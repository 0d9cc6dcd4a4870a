use crate::codec::gamma::{self, GammaEncoder};
use crate::codec::postings::{
    format_gamma_pairs, format_gap_pairs, format_line, format_postings, format_vbyte_pairs,
};
use crate::codec::{gap_encode, vbyte};
use crate::error::{IndexError, IoContext, Result};
use crate::index::paths::IndexPaths;
use crate::index::types::{IndexMeta, TermId, TermPostings};
use log::{debug, info};
use std::fs::File;
use std::io::{BufWriter, Write};
use std::path::{Path, PathBuf};

/// Buffered file writer that knows how many bytes it has written
pub struct CountingWriter {
    path: PathBuf,
    inner: BufWriter<File>,
    written: u64,
}

impl CountingWriter {
    pub fn create(path: &Path) -> Result<Self> {
        let file = File::create(path).with_path(path)?;
        Ok(Self {
            path: path.to_path_buf(),
            inner: BufWriter::new(file),
            written: 0,
        })
    }

    pub fn write_all(&mut self, bytes: &[u8]) -> Result<()> {
        self.inner.write_all(bytes).with_path(&self.path)?;
        self.written += bytes.len() as u64;
        Ok(())
    }

    /// Byte offset of the next write
    pub fn position(&self) -> u64 {
        self.written
    }

    /// Flush and return the total byte count
    pub fn finish(mut self) -> Result<u64> {
        self.inner.flush().with_path(&self.path)?;
        Ok(self.written)
    }
}

/// Writes an offset table: the entry count on the first line, then one
/// offset per line
pub struct OffsetTableWriter {
    out: CountingWriter,
    expected: usize,
    entries: usize,
}

impl OffsetTableWriter {
    pub fn create(path: &Path, expected: usize) -> Result<Self> {
        let mut out = CountingWriter::create(path)?;
        out.write_all(format!("{}\n", expected).as_bytes())?;
        Ok(Self {
            out,
            expected,
            entries: 0,
        })
    }

    pub fn push(&mut self, offset: u64) -> Result<()> {
        self.out.write_all(format!("{}\n", offset).as_bytes())?;
        self.entries += 1;
        Ok(())
    }

    pub fn finish(self) -> Result<()> {
        if self.entries != self.expected {
            return Err(IndexError::OffsetTable(format!(
                "{} holds {} offsets, expected {}",
                self.out.path.display(),
                self.entries,
                self.expected
            )));
        }
        self.out.finish()?;
        Ok(())
    }
}

/// Gap, variable-byte and gamma outputs
struct CompressedOutputs {
    gaps: CountingWriter,
    vbe: CountingWriter,
    gamma: CountingWriter,
    vbe_bin: CountingWriter,
    vbe_offsets: OffsetTableWriter,
    gamma_bin: CountingWriter,
    gamma_offsets: OffsetTableWriter,
    scratch: Vec<u8>,
}

impl CompressedOutputs {
    fn create(paths: &IndexPaths, vocabulary_size: usize) -> Result<Self> {
        Ok(Self {
            gaps: CountingWriter::create(&paths.gaps())?,
            vbe: CountingWriter::create(&paths.vbe())?,
            gamma: CountingWriter::create(&paths.gamma())?,
            vbe_bin: CountingWriter::create(&paths.vbe_bin())?,
            vbe_offsets: OffsetTableWriter::create(&paths.vbe_offsets(), vocabulary_size)?,
            gamma_bin: CountingWriter::create(&paths.gamma_bin())?,
            gamma_offsets: OffsetTableWriter::create(&paths.gamma_offsets(), vocabulary_size)?,
            scratch: Vec::new(),
        })
    }

    fn write_term(&mut self, term: &TermPostings) -> Result<()> {
        let df = term.df();
        let gaps = gap_encode(&term.postings)?;

        self.gaps
            .write_all(format_line(term.term_id, df, &format_gap_pairs(&gaps)).as_bytes())?;
        self.vbe
            .write_all(format_line(term.term_id, df, &format_vbyte_pairs(&gaps)).as_bytes())?;
        self.gamma.write_all(
            format_line(term.term_id, df, &format_gamma_pairs(&gaps)?).as_bytes(),
        )?;

        // vbyte(df), then vbyte(gap) vbyte(freq) per posting
        self.scratch.clear();
        vbyte::encode(df as u32, &mut self.scratch);
        for g in &gaps {
            vbyte::encode(g.gap, &mut self.scratch);
            vbyte::encode(g.frequency, &mut self.scratch);
        }
        self.vbe_offsets.push(self.vbe_bin.position())?;
        self.vbe_bin.write_all(&self.scratch)?;

        // One stream per term: df, then (shifted gap, freq) pairs
        let values: Vec<u32> = gaps.iter().map(|g| g.gap).collect();
        let shifted = gamma::shift_first_gap(&values)?;
        let mut encoder = GammaEncoder::new();
        encoder.push(df as u32)?;
        for (gap, g) in shifted.into_iter().zip(&gaps) {
            encoder.push(gap)?;
            encoder.push(g.frequency)?;
        }
        let stream = encoder.finish()?;
        self.gamma_offsets.push(self.gamma_bin.position())?;
        self.gamma_bin.write_all(&stream.bytes)?;

        Ok(())
    }

    fn finish(self) -> Result<()> {
        self.gaps.finish()?;
        self.vbe.finish()?;
        self.gamma.finish()?;
        let vbe_bytes = self.vbe_bin.finish()?;
        self.vbe_offsets.finish()?;
        let gamma_bytes = self.gamma_bin.finish()?;
        self.gamma_offsets.finish()?;
        debug!(
            "Compressed postings: {} vbyte bytes, {} gamma bytes",
            vbe_bytes, gamma_bytes
        );
        Ok(())
    }
}

/// What the inverted index writer produced
#[derive(Debug, Clone, Copy, Default, PartialEq, Eq)]
pub struct WriteSummary {
    pub terms: usize,
    /// Sum of df over all terms
    pub posting_count: u64,
    pub index_bytes: u64,
}

/// Writes posting lists, arriving one term at a time in term id order,
/// to the merged index, its offset table and the compressed forms.
pub struct InvertedIndexWriter {
    vocabulary_size: usize,
    next_term: TermId,
    posting_count: u64,
    index: CountingWriter,
    term_offsets: OffsetTableWriter,
    compressed: Option<CompressedOutputs>,
}

impl InvertedIndexWriter {
    /// Create every output file under `paths`. `compress` toggles the gap,
    /// variable-byte and gamma outputs.
    pub fn create(paths: &IndexPaths, vocabulary_size: usize, compress: bool) -> Result<Self> {
        let compressed = if compress {
            Some(CompressedOutputs::create(paths, vocabulary_size)?)
        } else {
            None
        };

        Ok(Self {
            vocabulary_size,
            next_term: 0,
            posting_count: 0,
            index: CountingWriter::create(&paths.merged())?,
            term_offsets: OffsetTableWriter::create(&paths.term_offsets(), vocabulary_size)?,
            compressed,
        })
    }

    /// Append one term. Terms must arrive with consecutive ids starting at 0.
    pub fn write_term(&mut self, term: &TermPostings) -> Result<()> {
        if term.term_id != self.next_term {
            return Err(IndexError::OffsetTable(format!(
                "term {} written where term {} was expected",
                term.term_id, self.next_term
            )));
        }
        if term.term_id as usize >= self.vocabulary_size {
            return Err(IndexError::OffsetTable(format!(
                "term {} is outside a vocabulary of {} terms",
                term.term_id, self.vocabulary_size
            )));
        }

        self.term_offsets.push(self.index.position())?;
        let line = format_line(term.term_id, term.df(), &format_postings(&term.postings));
        self.index.write_all(line.as_bytes())?;

        if let Some(compressed) = &mut self.compressed {
            compressed.write_term(term)?;
        }

        self.next_term += 1;
        self.posting_count += term.df() as u64;
        Ok(())
    }

    /// Flush everything. Fails unless every vocabulary term was written.
    pub fn finish(self) -> Result<WriteSummary> {
        if self.next_term as usize != self.vocabulary_size {
            return Err(IndexError::OffsetTable(format!(
                "{} terms written for a vocabulary of {}",
                self.next_term, self.vocabulary_size
            )));
        }

        let index_bytes = self.index.finish()?;
        self.term_offsets.finish()?;
        if let Some(compressed) = self.compressed {
            compressed.finish()?;
        }

        info!(
            "Wrote {} terms, {} postings ({} bytes)",
            self.next_term, self.posting_count, index_bytes
        );
        Ok(WriteSummary {
            terms: self.next_term as usize,
            posting_count: self.posting_count,
            index_bytes,
        })
    }
}

/// Write index metadata as pretty JSON
pub fn write_meta(path: &Path, meta: &IndexMeta) -> Result<()> {
    let file = File::create(path).with_path(path)?;
    let mut writer = BufWriter::new(file);
    serde_json::to_writer_pretty(&mut writer, meta)?;
    writer.flush().with_path(path)?;
    Ok(())
}

#[cfg(test)]
mod tests {
    use super::*;
    use crate::index::types::Posting;
    use std::fs;
    use tempfile::TempDir;

    fn term(term_id: TermId, postings: &[(u32, u32)]) -> TermPostings {
        TermPostings {
            term_id,
            postings: postings.iter().map(|&(d, f)| Posting::new(d, f)).collect(),
        }
    }

    #[test]
    fn test_writes_all_forms() {
        let dir = TempDir::new().unwrap();
        let paths = IndexPaths::new(dir.path());

        let mut writer = InvertedIndexWriter::create(&paths, 2, true).unwrap();
        writer.write_term(&term(0, &[(0, 1), (5, 2)])).unwrap();
        writer.write_term(&term(1, &[(3, 1)])).unwrap();
        let summary = writer.finish().unwrap();

        assert_eq!(summary.terms, 2);
        assert_eq!(summary.posting_count, 3);

        assert_eq!(
            fs::read_to_string(paths.merged()).unwrap(),
            "0:2\t(0,1);(5,2);\n1:1\t(3,1);\n"
        );
        assert_eq!(
            fs::read_to_string(paths.term_offsets()).unwrap(),
            "2\n0\n17\n"
        );
        assert_eq!(
            fs::read_to_string(paths.gaps()).unwrap(),
            "0:2\t(0,1);(5,2);\n1:1\t(3,1);\n"
        );
        assert_eq!(
            fs::read_to_string(paths.vbe()).unwrap(),
            "0:2\t(80,1);(85,2);\n1:1\t(83,1);\n"
        );
        assert_eq!(
            fs::read_to_string(paths.gamma()).unwrap(),
            "0:2\t(0,1);(11001,2);\n1:1\t(11000,1);\n"
        );

        // df=2, gap 0, freq 1, gap 5, freq 2 | df=1, gap 3, freq 1
        assert_eq!(
            fs::read(paths.vbe_bin()).unwrap(),
            vec![0x82, 0x80, 0x81, 0x85, 0x82, 0x81, 0x83, 0x81]
        );
        assert_eq!(
            fs::read_to_string(paths.vbe_offsets()).unwrap(),
            "2\n0\n5\n"
        );

        // Term 0: 2 -> 100, 1 -> 0, 1 -> 0, 5 -> 11001, 2 -> 100
        //   = 1000 0110 0110 0 -> 0x86 0x60
        // Term 1: 1 -> 0, 4 -> 11000, 1 -> 0 = 0110 000 -> 0x60
        assert_eq!(fs::read(paths.gamma_bin()).unwrap(), vec![0x86, 0x60, 0x60]);
        assert_eq!(
            fs::read_to_string(paths.gamma_offsets()).unwrap(),
            "2\n0\n2\n"
        );
    }

    #[test]
    fn test_without_compression() {
        let dir = TempDir::new().unwrap();
        let paths = IndexPaths::new(dir.path());

        let mut writer = InvertedIndexWriter::create(&paths, 1, false).unwrap();
        writer.write_term(&term(0, &[(2, 1)])).unwrap();
        writer.finish().unwrap();

        assert!(paths.merged().exists());
        assert!(!paths.gaps().exists());
        assert!(!paths.vbe_bin().exists());
    }

    #[test]
    fn test_empty_vocabulary() {
        let dir = TempDir::new().unwrap();
        let paths = IndexPaths::new(dir.path());

        let writer = InvertedIndexWriter::create(&paths, 0, true).unwrap();
        let summary = writer.finish().unwrap();
        assert_eq!(summary, WriteSummary::default());
        assert_eq!(fs::read_to_string(paths.merged()).unwrap(), "");
        assert_eq!(fs::read_to_string(paths.term_offsets()).unwrap(), "0\n");
        assert_eq!(fs::read_to_string(paths.gamma_offsets()).unwrap(), "0\n");
    }

    #[test]
    fn test_rejects_term_gap() {
        let dir = TempDir::new().unwrap();
        let paths = IndexPaths::new(dir.path());

        let mut writer = InvertedIndexWriter::create(&paths, 3, true).unwrap();
        writer.write_term(&term(0, &[(0, 1)])).unwrap();
        let err = writer.write_term(&term(2, &[(0, 1)])).unwrap_err();
        assert!(matches!(err, IndexError::OffsetTable(_)));
    }

    #[test]
    fn test_rejects_missing_terms() {
        let dir = TempDir::new().unwrap();
        let paths = IndexPaths::new(dir.path());

        let mut writer = InvertedIndexWriter::create(&paths, 2, false).unwrap();
        writer.write_term(&term(0, &[(0, 1)])).unwrap();
        assert!(matches!(writer.finish(), Err(IndexError::OffsetTable(_))));
    }

    #[test]
    fn test_write_meta() {
        let dir = TempDir::new().unwrap();
        let path = dir.path().join("meta.json");
        let meta = IndexMeta {
            doc_count: 2,
            vocabulary_size: 4,
            ..IndexMeta::default()
        };
        write_meta(&path, &meta).unwrap();

        let back: IndexMeta = serde_json::from_str(&fs::read_to_string(&path).unwrap()).unwrap();
        assert_eq!(back.doc_count, 2);
        assert_eq!(back.vocabulary_size, 4);
    }
}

WORK REQUIRED: For each line above that includes "written", copy the line.

ANSWER FOR THIS EXERCISE:
/// Buffered file writer that knows how many bytes it has written
    written: u64,
            written: 0,
        self.written += bytes.len() as u64;
        self.written
        Ok(self.written)
                "term {} written where term {} was expected",
    /// Flush everything. Fails unless every vocabulary term was written.
                "{} terms written for a vocabulary of {}",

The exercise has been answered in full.